- **Source information**:
use std::collections::{HashMap, HashSet};
use std::fmt;

/// Directed graph of visited pages: every key is a URL that was fetched,
/// mapped to the distinct in-domain URLs it links to.
///
/// Fresh from a crawl, link lists may still reference pages that were
/// never visited (e.g. pages discovered on the final round of scrapes
/// that failed the domain re-check). [`LinkGraph::compress`] removes
/// those dangling edges; afterwards every destination is itself a node.
#[derive(Debug, Clone, Default)]
pub struct LinkGraph {
    nodes: HashMap<String, Vec<String>>,
}

impl LinkGraph {
    pub fn from_crawl(nodes: HashMap<String, Vec<String>>) -> Self {
        Self { nodes }
    }

    /// Drops every edge whose destination is not a visited node.
    pub fn compress(&mut self) {
        let visited: HashSet<String> = self.nodes.keys().cloned().collect();
        for links in self.nodes.values_mut() {
            links.retain(|link| visited.contains(link));
        }
    }

    pub fn len(&self) -> usize {
        self.nodes.len()
    }

    pub fn is_empty(&self) -> bool {
        self.nodes.is_empty()
    }

    pub fn contains(&self, url: &str) -> bool {
        self.nodes.contains_key(url)
    }

    pub fn links(&self, url: &str) -> Option<&[String]> {
        self.nodes.get(url).map(Vec::as_slice)
    }

    pub fn nodes(&self) -> impl Iterator<Item = &str> {
        self.nodes.keys().map(String::as_str)
    }

    /// Renders the graph in DOT format, one edge statement per surviving
    /// link, with sequential node labels. Edges to unknown destinations
    /// are skipped, so the output honors the compression invariant even
    /// on an uncompressed graph. Ordering is not stable across runs.
    pub fn to_dot(&self) -> String {
        let mut labels = HashMap::new();
        for (index, node) in self.nodes.keys().enumerate() {
            labels.insert(node.as_str(), format!("N{}", index));
        }

        let mut out = String::from("digraph Scraped {\n");
        for (node, links) in &self.nodes {
            let source = &labels[node.as_str()];
            for link in links {
                if let Some(dest) = labels.get(link.as_str()) {
                    out.push_str(&format!("\t{} -> {}; \n", source, dest));
                }
            }
        }
        out.push_str("}\n");
        out
    }
}

impl fmt::Display for LinkGraph {
    fn fmt(&self, f: &mut fmt::Formatter<'_>) -> fmt::Result {
        f.write_str(&self.to_dot())
    }
}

- **Exercise aim**:
What is needed is an exact repetition of the lines from the first line of the records through the line containing "that failed the", both ends included, and nothing more.

- **Worked solution**:
use std::collections::{HashMap, HashSet};
use std::fmt;

/// Directed graph of visited pages: every key is a URL that was fetched,
/// mapped to the distinct in-domain URLs it links to.
///
/// Fresh from a crawl, link lists may still reference pages that were
/// never visited (e.g. pages discovered on the final round of scrapes
/// that failed the domain re-check). [`LinkGraph::compress`] removes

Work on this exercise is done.